I thought it was a nice touch that the back of the conference shirt featured the xkcd Python comic.

  • Steve:


    I'm looking at resurrecting this on Ubuntu now, just want to point readers to your site since I get a lot of questions about running distributed Matlab on EC2: Econ Steve: distributed matlab (part 1 of 3) - compiling.


    One of the posts I'm working on is replicating this microsoft risk calculation example using open source alternatives on Amazon EC2: http://blog.jonudell.net/2008/03/27/cluster-computing-with-large-data-for-the-classroom/


    -Pete

  • Thanks for the quick response. Let me know if I can help with testing or anything. This is really cool stuff.

  • Stephen: Back when I first created the AMI images (late 2006?) Fedora was the most stable base image on EC2. Most of the MPI/NFS docs I ran across were also Fedora / Red Hat based, so it was the easiest option at the time.

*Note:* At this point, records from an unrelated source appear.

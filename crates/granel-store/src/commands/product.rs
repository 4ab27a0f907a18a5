//! # Product Commands

use chrono::Utc;
use serde::{Deserialize, Serialize};
use tracing::{debug, info};

use crate::commands::new_id;
use crate::error::StoreResult;
use crate::store::Store;
use granel_core::{validation, CoreError, Money, Product, ProductKind};

/// Fields of the product form.
#[derive(Debug, Clone, Serialize, Deserialize)]
pub struct ProductInput {
    pub code: String,
    pub kind: ProductKind,
    pub name: String,
    pub price_cents: i64,
    pub cost_cents: i64,
    pub previous_price_cents: Option<i64>,
    /// Grams for weight goods, units otherwise.
    pub stock: i64,
}

/// Creates a product, or updates it in place when `id` is given.
///
/// The kind is fixed at creation; editing keeps the record's original
/// creation timestamp and bumps `updated_at`.
pub fn save_product(
    store: &mut Store,
    input: ProductInput,
    id: Option<String>,
) -> StoreResult<Product> {
    validation::validate_product_name(&input.name)?;
    validation::validate_product_code(&input.code)?;
    validation::validate_price(Money::from_cents(input.price_cents))?;
    validation::validate_price(Money::from_cents(input.cost_cents))?;

    let now = Utc::now();
    let saved = store.try_mutate(|doc| match id {
        Some(id) => {
            let product = doc
                .product_mut(&id)
                .ok_or_else(|| CoreError::ProductNotFound(id.clone()))?;
            product.code = input.code;
            product.name = input.name;
            product.price_cents = input.price_cents;
            product.cost_cents = input.cost_cents;
            product.previous_price_cents = input.previous_price_cents;
            product.stock = input.stock;
            product.updated_at = now;
            Ok(product.clone())
        }
        None => {
            let product = Product {
                id: new_id(),
                code: input.code,
                kind: input.kind,
                name: input.name,
                price_cents: input.price_cents,
                cost_cents: input.cost_cents,
                previous_price_cents: input.previous_price_cents,
                stock: input.stock,
                created_at: now,
                updated_at: now,
            };
            doc.products.push(product.clone());
            Ok(product)
        }
    })?;

    info!(id = %saved.id, code = %saved.code, "product saved");
    Ok(saved)
}

/// Removes a product from the catalog.
///
/// Past sales keep their line snapshots; only the catalog entry goes away.
pub fn delete_product(store: &mut Store, id: &str) -> StoreResult<()> {
    debug!(id = %id, "delete_product command");
    store.try_mutate(|doc| {
        let before = doc.products.len();
        doc.products.retain(|p| p.id != id);
        if doc.products.len() == before {
            return Err(CoreError::ProductNotFound(id.to_string()));
        }
        Ok(())
    })
}

// =============================================================================
// Unit Tests
// =============================================================================
//! # Error Types
//!
//! Domain-specific error types for granel-core.
//!
//! ## Error Hierarchy
//! ```text
//! ┌─────────────────────────────────────────────────────────────────┐
//! │                         Error Types                             │
//! │                                                                 │
//! │  granel-core errors (this file)                                 │
//! │  ├── CoreError        - Business rule / invariant guards        │
//! │  └── ValidationError  - Input validation failures               │
//! │                                                                 │
//! │  granel-store errors (separate crate)                           │
//! │  └── StoreError       - Persistence and import failures         │
//! │                                                                 │
//! │  Flow: ValidationError → CoreError → StoreError → UI notice     │
//! └─────────────────────────────────────────────────────────────────┘
//! ```
//!
//! ## Design Principles
//! 1. Use `thiserror` for derive macros (not manual impl)
//! 2. Include context in error messages (code, amounts, ...)
//! 3. Errors are enum variants, never String
//! 4. A rejected operation mutates nothing

use thiserror::Error;

use crate::money::Money;

// =============================================================================
// Core Error
// =============================================================================

/// Business rule violations and invariant guards.
#[derive(Debug, Error)]
pub enum CoreError {
    /// Product cannot be found in the catalog.
    #[error("Product not found: {0}")]
    ProductNotFound(String),

    /// Adding to the cart requires an open drawer session.
    #[error("Cash drawer is closed")]
    CashierClosed,

    /// `open()` was called while a session is already running.
    #[error("Cash drawer is already open")]
    CashierAlreadyOpen,

    /// Cash payment below the total minus the tolerance.
    ///
    /// ## When This Occurs
    /// ```text
    /// Checkout (cash), total R$ 10,00
    ///      │
    ///      ▼
    /// tendered R$ 9,00 < 10,00 - 0,05
    ///      │
    ///      ▼
    /// InsufficientPayment { total, tendered }
    /// ```
    #[error("Insufficient payment: total {total}, tendered {tendered}")]
    InsufficientPayment { total: Money, tendered: Money },

    /// Checkout on an empty cart.
    #[error("Cart is empty")]
    EmptyCart,

    /// Cart line index out of bounds.
    #[error("No cart line at position {0}")]
    LineNotFound(usize),

    /// Sale record not found in the ledger.
    #[error("Sale not found: {0}")]
    SaleNotFound(String),

    /// Expense record not found in the ledger.
    #[error("Expense not found: {0}")]
    ExpenseNotFound(String),

    /// Appointment not found.
    #[error("Appointment not found: {0}")]
    AppointmentNotFound(String),

    /// Validation error (wraps ValidationError).
    #[error("Validation error: {0}")]
    Validation(#[from] ValidationError),
}

// =============================================================================
// Validation Error
// =============================================================================

/// Input validation errors.
///
/// These occur when user input doesn't meet requirements; they are raised
/// before any business logic runs, so no state has been touched.
#[derive(Debug, Error)]
pub enum ValidationError {
    /// A required field is missing or empty.
    #[error("{field} is required")]
    Required { field: String },

    /// Value must be positive.
    #[error("{field} must be positive")]
    MustBePositive { field: String },

    /// Value must not be negative.
    #[error("{field} must not be negative")]
    MustNotBeNegative { field: String },

    /// Field value is too long.
    #[error("{field} must be at most {max} characters")]
    TooLong { field: String, max: usize },

    /// The report date range has not been selected.
    #[error("select a start and end date")]
    DateRangeNotSelected,

    /// Gram/amount input offered for a unit-priced product or vice versa.
    #[error("input mode not valid for this product kind")]
    InputModeMismatch,

    /// Start date after end date.
    #[error("start date {start} is after end date {end}")]
    InvertedDateRange { start: String, end: String },
}

// =============================================================================
// Result Type Alias
// =============================================================================

/// Convenience type alias for Results with CoreError.
pub type CoreResult<T> = Result<T, CoreError>;

// =============================================================================
// Unit Tests
// =============================================================================
//! # Write-Through State Store
//!
//! The explicitly owned state container: one [`AppDocument`], one file,
//! one write path.
//!
//! ## Persistence Model
//! ```text
//! ┌─────────────────────────────────────────────────────────────────┐
//! │                     Store (single writer)                       │
//! │                                                                 │
//! │  command ──► mutate(|doc| ...) ──► flush whole document ──► ok  │
//! │                                                                 │
//! │  • Every mutation is followed by a full synchronous flush       │
//! │    (write-through): a later read, including a process restart,  │
//! │    observes the latest state.                                   │
//! │  • Flush writes a temp file then renames over the target, so    │
//! │    the last successful flush wins even on a crash mid-write.    │
//! │  • No write-behind buffering, no partial-write recovery.        │
//! └─────────────────────────────────────────────────────────────────┘
//! ```

use std::fs;
use std::path::{Path, PathBuf};

use tracing::debug;

use crate::document::AppDocument;
use crate::error::{StoreError, StoreResult};
use granel_core::CoreResult;

/// The owned application state plus its backing file.
///
/// Single-threaded by design: one logical thread of control, so no lock
/// discipline is needed around the document.
#[derive(Debug)]
pub struct Store {
    path: PathBuf,
    document: AppDocument,
}

impl Store {
    /// Opens the store at `path`.
    ///
    /// A missing file starts an empty document (first run). A file that
    /// exists but does not parse is a hard error: the store never clobbers
    /// state it cannot read.
    pub fn open(path: impl Into<PathBuf>) -> StoreResult<Self> {
        let path = path.into();
        let document = match fs::read_to_string(&path) {
            Ok(raw) => {
                serde_json::from_str(&raw).map_err(StoreError::CorruptDocument)?
            }
            Err(err) if err.kind() == std::io::ErrorKind::NotFound => AppDocument::empty(),
            Err(err) => return Err(err.into()),
        };
        debug!(path = %path.display(), "state document loaded");
        Ok(Store { path, document })
    }

    /// Read access to the current state.
    pub fn document(&self) -> &AppDocument {
        &self.document
    }

    pub fn path(&self) -> &Path {
        &self.path
    }

    /// The single authoritative write path: applies `f` and immediately
    /// flushes the whole document.
    pub fn mutate<F, R>(&mut self, f: F) -> StoreResult<R>
    where
        F: FnOnce(&mut AppDocument) -> R,
    {
        let result = f(&mut self.document);
        self.flush()?;
        Ok(result)
    }

    /// Like [`Store::mutate`] for closures that can reject.
    ///
    /// Core operations guard before mutating, so a rejection leaves the
    /// document unchanged and nothing is flushed.
    pub fn try_mutate<F, R>(&mut self, f: F) -> StoreResult<R>
    where
        F: FnOnce(&mut AppDocument) -> CoreResult<R>,
    {
        let result = f(&mut self.document)?;
        self.flush()?;
        Ok(result)
    }

    /// Replaces the whole document (backup restore) and flushes.
    pub fn replace(&mut self, document: AppDocument) -> StoreResult<()> {
        self.document = document;
        self.flush()
    }

    /// Restores the empty document ("reset system").
    pub fn reset(&mut self) -> StoreResult<()> {
        self.replace(AppDocument::empty())
    }

    /// Serializes the document and writes it via temp file + rename.
    fn flush(&self) -> StoreResult<()> {
        let raw = serde_json::to_string(&self.document)?;
        let tmp = self.path.with_extension("json.tmp");
        fs::write(&tmp, raw)?;
        fs::rename(&tmp, &self.path)?;
        debug!(path = %self.path.display(), "state document flushed");
        Ok(())
    }
}

// =============================================================================
// Unit Tests
// =============================================================================
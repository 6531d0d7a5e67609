//! Upload pipeline orchestration.
//!
//! Coordinates one run: source → normalization → batching → dispatch.
//! Stages run to completion sequentially; a failure at any stage is
//! terminal for the run (no retries). Records and batches live only for
//! the duration of the run; nothing intermediate is persisted.

use anyhow::{Context, Result};

use crate::config::Config;
use crate::dispatch::EmbeddingClient;
use crate::models::UploadJob;
use crate::normalize::normalize;
use crate::packs::PackClient;
use crate::source::Source;

/// Run one upload: read the source, normalize, and dispatch into `pack`.
///
/// The pack name is resolved against the metadata backend before any
/// batch is sent, so an unknown target fails the run up front. With
/// `dry_run`, the source is read and normalized but nothing is resolved
/// or dispatched; the run only prints record and batch counts.
pub async fn run_upload(
    config: &Config,
    source: &dyn Source,
    pack: &str,
    dry_run: bool,
) -> Result<()> {
    let label = source.label();

    let data = source
        .load()
        .await
        .with_context(|| format!("reading {}", label))?;

    let records = normalize(data, &config.normalize.text_column)
        .with_context(|| format!("normalizing {}", label))?;
    let record_count = records.len();
    let batch_count = record_count.div_ceil(config.embedder.batch_size);

    if dry_run {
        println!("upload {} (dry-run)", label);
        println!("  records: {}", record_count);
        println!("  estimated batches: {}", batch_count);
        return Ok(());
    }

    let pack_client = PackClient::new(&config.packs, config.identity.user_id)?;
    let target = pack_client
        .resolve(pack)
        .await
        .with_context(|| format!("resolving upload target for {}", label))?;

    let dispatcher = EmbeddingClient::new(&config.embedder, &config.identity.username)?;
    let jobs = vec![UploadJob {
        pack_name: target.name.clone(),
        records,
    }];
    let report = dispatcher
        .upload_jobs(&jobs)
        .await
        .with_context(|| format!("uploading {} to pack '{}'", label, target.name))?;

    println!("upload {}", label);
    println!("  pack: {} (id {})", target.name, target.id);
    println!("  records: {}", record_count);
    println!("  batches dispatched: {}", report.batches_sent);
    println!("ok");

    Ok(())
}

I'm working with the infochimps.org guys on a new swiss army knife AMI based on Ubuntu, and I'm planning on migrating the elasticwulf launch utilities over as well to take better advantage of boto and EBS data volumes. Stay tuned.

  • Thank you for posting this. I am going to try this out this weekend or next week. I need to install R and snowfall/sfCluster and rebundle, and this should fit my needs just fine. I am going to try some simulation for solving stochastic differential equations. This is just the ticket.


    Quick question: Is there a particular reason why you chose fedora core 6 as opposed to a newer version? I am more of an Ubuntu guy so I don't know the difference in the Fedora versions. Would it be worth trying to recreate the environment in a more recent version?

  • Patrick,


    No problem, the cluster management code is checked in now at google code:


    http://code.google.com/p/elasticwulf/


    You can grab it from the subversion repository with the following command:


    svn checkout http://elasticwulf.googlecode.com/svn/trunk/ elasticwulf-read-only


    Some people have run into an issue where the configuration script asks for a password, I'll try to track down what is causing it and check in a fix.


    In the meantime, there is a workaround in the comments of the old tutorial:


    http://www.datawrangling.com/mpi-cluster-with-python-and-amazon-ec2-part-2-of-3.html#comment-1148


    -Pete

  • I think tomorrow is the promised "Monday after PyCon" ;) Sorry to pester, but just wanted you to know that there's an audience for your cluster management code. Thanks!